EXERCISE:
Write out every line below with no difference at all.

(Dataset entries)
# # #

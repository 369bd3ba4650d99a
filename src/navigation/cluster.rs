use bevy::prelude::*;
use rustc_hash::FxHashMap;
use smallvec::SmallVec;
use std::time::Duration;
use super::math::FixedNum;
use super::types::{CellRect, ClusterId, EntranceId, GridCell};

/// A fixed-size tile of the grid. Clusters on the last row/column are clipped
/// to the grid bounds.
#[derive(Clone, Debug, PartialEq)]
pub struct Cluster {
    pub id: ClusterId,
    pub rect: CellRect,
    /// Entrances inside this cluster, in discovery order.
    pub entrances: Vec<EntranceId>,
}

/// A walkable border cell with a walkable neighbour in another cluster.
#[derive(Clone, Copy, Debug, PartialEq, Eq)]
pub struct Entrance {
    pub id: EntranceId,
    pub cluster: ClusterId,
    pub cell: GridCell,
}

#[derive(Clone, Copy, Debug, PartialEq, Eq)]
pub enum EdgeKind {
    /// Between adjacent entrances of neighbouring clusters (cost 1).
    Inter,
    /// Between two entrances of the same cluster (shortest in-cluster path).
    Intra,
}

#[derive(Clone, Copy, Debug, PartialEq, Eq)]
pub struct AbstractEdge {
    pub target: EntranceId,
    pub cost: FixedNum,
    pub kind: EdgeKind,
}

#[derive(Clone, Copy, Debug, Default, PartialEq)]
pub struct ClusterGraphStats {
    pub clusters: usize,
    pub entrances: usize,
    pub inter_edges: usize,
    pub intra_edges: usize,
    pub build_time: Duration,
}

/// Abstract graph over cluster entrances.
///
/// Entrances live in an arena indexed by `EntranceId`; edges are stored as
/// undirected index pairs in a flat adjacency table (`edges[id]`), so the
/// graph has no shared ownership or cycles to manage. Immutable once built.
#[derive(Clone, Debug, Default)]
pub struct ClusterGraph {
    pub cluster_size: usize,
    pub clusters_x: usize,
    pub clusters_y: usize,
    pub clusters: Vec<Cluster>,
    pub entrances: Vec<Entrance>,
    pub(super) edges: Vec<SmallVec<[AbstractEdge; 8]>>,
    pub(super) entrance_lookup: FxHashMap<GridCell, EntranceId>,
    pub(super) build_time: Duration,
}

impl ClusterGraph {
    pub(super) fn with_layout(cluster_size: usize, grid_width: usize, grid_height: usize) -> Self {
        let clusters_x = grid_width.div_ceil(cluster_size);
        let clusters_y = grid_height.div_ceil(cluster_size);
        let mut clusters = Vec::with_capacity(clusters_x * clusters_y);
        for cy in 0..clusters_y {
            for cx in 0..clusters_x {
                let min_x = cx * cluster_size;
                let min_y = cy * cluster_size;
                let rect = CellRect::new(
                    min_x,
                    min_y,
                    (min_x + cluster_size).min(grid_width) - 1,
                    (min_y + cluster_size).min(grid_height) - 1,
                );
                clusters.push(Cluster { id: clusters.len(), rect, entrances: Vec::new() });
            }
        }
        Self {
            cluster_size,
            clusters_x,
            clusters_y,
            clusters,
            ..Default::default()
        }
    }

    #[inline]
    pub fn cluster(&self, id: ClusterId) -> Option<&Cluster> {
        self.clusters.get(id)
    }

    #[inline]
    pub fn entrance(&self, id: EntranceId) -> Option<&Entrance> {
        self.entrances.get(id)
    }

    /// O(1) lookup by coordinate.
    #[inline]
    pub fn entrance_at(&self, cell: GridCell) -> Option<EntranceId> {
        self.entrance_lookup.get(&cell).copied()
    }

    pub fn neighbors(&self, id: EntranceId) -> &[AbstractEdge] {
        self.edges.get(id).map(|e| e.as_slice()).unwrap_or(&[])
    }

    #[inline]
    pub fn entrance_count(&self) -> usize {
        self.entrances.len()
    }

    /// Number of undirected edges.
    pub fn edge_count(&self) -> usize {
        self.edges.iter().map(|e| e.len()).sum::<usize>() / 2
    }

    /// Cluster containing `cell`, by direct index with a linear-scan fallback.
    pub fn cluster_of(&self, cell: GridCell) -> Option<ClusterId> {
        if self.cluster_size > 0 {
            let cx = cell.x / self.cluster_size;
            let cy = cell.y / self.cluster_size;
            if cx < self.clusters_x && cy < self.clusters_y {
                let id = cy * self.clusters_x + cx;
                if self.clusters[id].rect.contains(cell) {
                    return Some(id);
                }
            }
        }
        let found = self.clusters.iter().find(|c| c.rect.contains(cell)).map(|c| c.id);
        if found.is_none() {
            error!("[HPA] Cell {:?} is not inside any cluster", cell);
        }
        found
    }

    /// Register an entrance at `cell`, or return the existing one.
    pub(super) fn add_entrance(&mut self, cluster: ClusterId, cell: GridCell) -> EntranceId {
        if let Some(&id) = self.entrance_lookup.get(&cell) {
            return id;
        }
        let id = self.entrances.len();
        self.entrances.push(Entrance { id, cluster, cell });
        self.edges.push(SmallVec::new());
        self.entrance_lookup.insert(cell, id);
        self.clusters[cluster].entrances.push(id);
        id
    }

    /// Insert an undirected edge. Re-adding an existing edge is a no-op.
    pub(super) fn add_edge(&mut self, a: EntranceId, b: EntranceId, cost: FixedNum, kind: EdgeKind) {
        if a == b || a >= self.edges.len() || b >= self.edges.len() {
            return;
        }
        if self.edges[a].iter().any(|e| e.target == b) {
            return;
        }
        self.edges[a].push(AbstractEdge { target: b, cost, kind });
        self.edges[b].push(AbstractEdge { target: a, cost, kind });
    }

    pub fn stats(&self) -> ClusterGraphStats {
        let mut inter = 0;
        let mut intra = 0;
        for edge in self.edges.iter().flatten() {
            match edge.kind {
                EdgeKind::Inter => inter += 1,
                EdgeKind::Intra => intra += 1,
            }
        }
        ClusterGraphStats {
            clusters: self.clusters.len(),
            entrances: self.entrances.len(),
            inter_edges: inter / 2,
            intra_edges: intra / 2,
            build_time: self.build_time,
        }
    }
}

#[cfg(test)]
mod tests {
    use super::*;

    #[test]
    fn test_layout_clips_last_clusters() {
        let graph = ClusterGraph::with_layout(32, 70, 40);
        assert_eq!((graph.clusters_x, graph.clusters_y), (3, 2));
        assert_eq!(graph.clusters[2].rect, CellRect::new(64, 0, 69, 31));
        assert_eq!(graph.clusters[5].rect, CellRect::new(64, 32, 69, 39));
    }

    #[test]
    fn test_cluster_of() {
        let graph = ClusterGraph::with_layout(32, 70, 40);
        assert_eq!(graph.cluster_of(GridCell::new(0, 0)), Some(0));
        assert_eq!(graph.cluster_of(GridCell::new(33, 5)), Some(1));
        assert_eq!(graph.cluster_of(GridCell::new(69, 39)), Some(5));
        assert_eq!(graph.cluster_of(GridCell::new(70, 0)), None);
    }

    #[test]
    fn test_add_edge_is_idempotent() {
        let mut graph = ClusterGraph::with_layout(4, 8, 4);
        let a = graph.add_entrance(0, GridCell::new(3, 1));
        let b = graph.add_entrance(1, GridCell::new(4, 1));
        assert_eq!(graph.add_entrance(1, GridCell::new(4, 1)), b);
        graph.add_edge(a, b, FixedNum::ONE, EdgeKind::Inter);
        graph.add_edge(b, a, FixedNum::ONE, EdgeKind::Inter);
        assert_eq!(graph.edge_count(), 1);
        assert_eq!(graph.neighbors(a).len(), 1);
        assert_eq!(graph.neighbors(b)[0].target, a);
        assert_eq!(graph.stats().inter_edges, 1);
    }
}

# # #

TASK SOLUTION:
repository 369bd3ba4650d99a
filename src/navigation/cluster.rs
use bevy::prelude::*;
use rustc_hash::FxHashMap;
use smallvec::SmallVec;
use std::time::Duration;
use super::math::FixedNum;
use super::types::{CellRect, ClusterId, EntranceId, GridCell};

/// A fixed-size tile of the grid. Clusters on the last row/column are clipped
/// to the grid bounds.
#[derive(Clone, Debug, PartialEq)]
pub struct Cluster {
    pub id: ClusterId,
    pub rect: CellRect,
    /// Entrances inside this cluster, in discovery order.
    pub entrances: Vec<EntranceId>,
}

/// A walkable border cell with a walkable neighbour in another cluster.
#[derive(Clone, Copy, Debug, PartialEq, Eq)]
pub struct Entrance {
    pub id: EntranceId,
    pub cluster: ClusterId,
    pub cell: GridCell,
}

#[derive(Clone, Copy, Debug, PartialEq, Eq)]
pub enum EdgeKind {
    /// Between adjacent entrances of neighbouring clusters (cost 1).
    Inter,
    /// Between two entrances of the same cluster (shortest in-cluster path).
    Intra,
}

#[derive(Clone, Copy, Debug, PartialEq, Eq)]
pub struct AbstractEdge {
    pub target: EntranceId,
    pub cost: FixedNum,
    pub kind: EdgeKind,
}

#[derive(Clone, Copy, Debug, Default, PartialEq)]
pub struct ClusterGraphStats {
    pub clusters: usize,
    pub entrances: usize,
    pub inter_edges: usize,
    pub intra_edges: usize,
    pub build_time: Duration,
}

/// Abstract graph over cluster entrances.
///
/// Entrances live in an arena indexed by `EntranceId`; edges are stored as
/// undirected index pairs in a flat adjacency table (`edges[id]`), so the
/// graph has no shared ownership or cycles to manage. Immutable once built.
#[derive(Clone, Debug, Default)]
pub struct ClusterGraph {
    pub cluster_size: usize,
    pub clusters_x: usize,
    pub clusters_y: usize,
    pub clusters: Vec<Cluster>,
    pub entrances: Vec<Entrance>,
    pub(super) edges: Vec<SmallVec<[AbstractEdge; 8]>>,
    pub(super) entrance_lookup: FxHashMap<GridCell, EntranceId>,
    pub(super) build_time: Duration,
}

impl ClusterGraph {
    pub(super) fn with_layout(cluster_size: usize, grid_width: usize, grid_height: usize) -> Self {
        let clusters_x = grid_width.div_ceil(cluster_size);
        let clusters_y = grid_height.div_ceil(cluster_size);
        let mut clusters = Vec::with_capacity(clusters_x * clusters_y);
        for cy in 0..clusters_y {
            for cx in 0..clusters_x {
                let min_x = cx * cluster_size;
                let min_y = cy * cluster_size;
                let rect = CellRect::new(
                    min_x,
                    min_y,
                    (min_x + cluster_size).min(grid_width) - 1,
                    (min_y + cluster_size).min(grid_height) - 1,
                );
                clusters.push(Cluster { id: clusters.len(), rect, entrances: Vec::new() });
            }
        }
        Self {
            cluster_size,
            clusters_x,
            clusters_y,
            clusters,
            ..Default::default()
        }
    }

    #[inline]
    pub fn cluster(&self, id: ClusterId) -> Option<&Cluster> {
        self.clusters.get(id)
    }

    #[inline]
    pub fn entrance(&self, id: EntranceId) -> Option<&Entrance> {
        self.entrances.get(id)
    }

    /// O(1) lookup by coordinate.
    #[inline]
    pub fn entrance_at(&self, cell: GridCell) -> Option<EntranceId> {
        self.entrance_lookup.get(&cell).copied()
    }

    pub fn neighbors(&self, id: EntranceId) -> &[AbstractEdge] {
        self.edges.get(id).map(|e| e.as_slice()).unwrap_or(&[])
    }

    #[inline]
    pub fn entrance_count(&self) -> usize {
        self.entrances.len()
    }

    /// Number of undirected edges.
    pub fn edge_count(&self) -> usize {
        self.edges.iter().map(|e| e.len()).sum::<usize>() / 2
    }

    /// Cluster containing `cell`, by direct index with a linear-scan fallback.
    pub fn cluster_of(&self, cell: GridCell) -> Option<ClusterId> {
        if self.cluster_size > 0 {
            let cx = cell.x / self.cluster_size;
            let cy = cell.y / self.cluster_size;
            if cx < self.clusters_x && cy < self.clusters_y {
                let id = cy * self.clusters_x + cx;
                if self.clusters[id].rect.contains(cell) {
                    return Some(id);
                }
            }
        }
        let found = self.clusters.iter().find(|c| c.rect.contains(cell)).map(|c| c.id);
        if found.is_none() {
            error!("[HPA] Cell {:?} is not inside any cluster", cell);
        }
        found
    }

    /// Register an entrance at `cell`, or return the existing one.
    pub(super) fn add_entrance(&mut self, cluster: ClusterId, cell: GridCell) -> EntranceId {
        if let Some(&id) = self.entrance_lookup.get(&cell) {
            return id;
        }
        let id = self.entrances.len();
        self.entrances.push(Entrance { id, cluster, cell });
        self.edges.push(SmallVec::new());
        self.entrance_lookup.insert(cell, id);
        self.clusters[cluster].entrances.push(id);
        id
    }

    /// Insert an undirected edge. Re-adding an existing edge is a no-op.
    pub(super) fn add_edge(&mut self, a: EntranceId, b: EntranceId, cost: FixedNum, kind: EdgeKind) {
        if a == b || a >= self.edges.len() || b >= self.edges.len() {
            return;
        }
        if self.edges[a].iter().any(|e| e.target == b) {
            return;
        }
        self.edges[a].push(AbstractEdge { target: b, cost, kind });
        self.edges[b].push(AbstractEdge { target: a, cost, kind });
    }

    pub fn stats(&self) -> ClusterGraphStats {
        let mut inter = 0;
        let mut intra = 0;
        for edge in self.edges.iter().flatten() {
            match edge.kind {
                EdgeKind::Inter => inter += 1,
                EdgeKind::Intra => intra += 1,
            }
        }
        ClusterGraphStats {
            clusters: self.clusters.len(),
            entrances: self.entrances.len(),
            inter_edges: inter / 2,
            intra_edges: intra / 2,
            build_time: self.build_time,
        }
    }
}

#[cfg(test)]
mod tests {
    use super::*;

    #[test]
    fn test_layout_clips_last_clusters() {
        let graph = ClusterGraph::with_layout(32, 70, 40);
        assert_eq!((graph.clusters_x, graph.clusters_y), (3, 2));
        assert_eq!(graph.clusters[2].rect, CellRect::new(64, 0, 69, 31));
        assert_eq!(graph.clusters[5].rect, CellRect::new(64, 32, 69, 39));
    }

    #[test]
    fn test_cluster_of() {
        let graph = ClusterGraph::with_layout(32, 70, 40);
        assert_eq!(graph.cluster_of(GridCell::new(0, 0)), Some(0));
        assert_eq!(graph.cluster_of(GridCell::new(33, 5)), Some(1));
        assert_eq!(graph.cluster_of(GridCell::new(69, 39)), Some(5));
        assert_eq!(graph.cluster_of(GridCell::new(70, 0)), None);
    }

    #[test]
    fn test_add_edge_is_idempotent() {
        let mut graph = ClusterGraph::with_layout(4, 8, 4);
        let a = graph.add_entrance(0, GridCell::new(3, 1));
        let b = graph.add_entrance(1, GridCell::new(4, 1));
        assert_eq!(graph.add_entrance(1, GridCell::new(4, 1)), b);
        graph.add_edge(a, b, FixedNum::ONE, EdgeKind::Inter);
        graph.add_edge(b, a, FixedNum::ONE, EdgeKind::Inter);
        assert_eq!(graph.edge_count(), 1);
        assert_eq!(graph.neighbors(a).len(), 1);
        assert_eq!(graph.neighbors(b)[0].target, a);
        assert_eq!(graph.stats().inter_edges, 1);
    }
}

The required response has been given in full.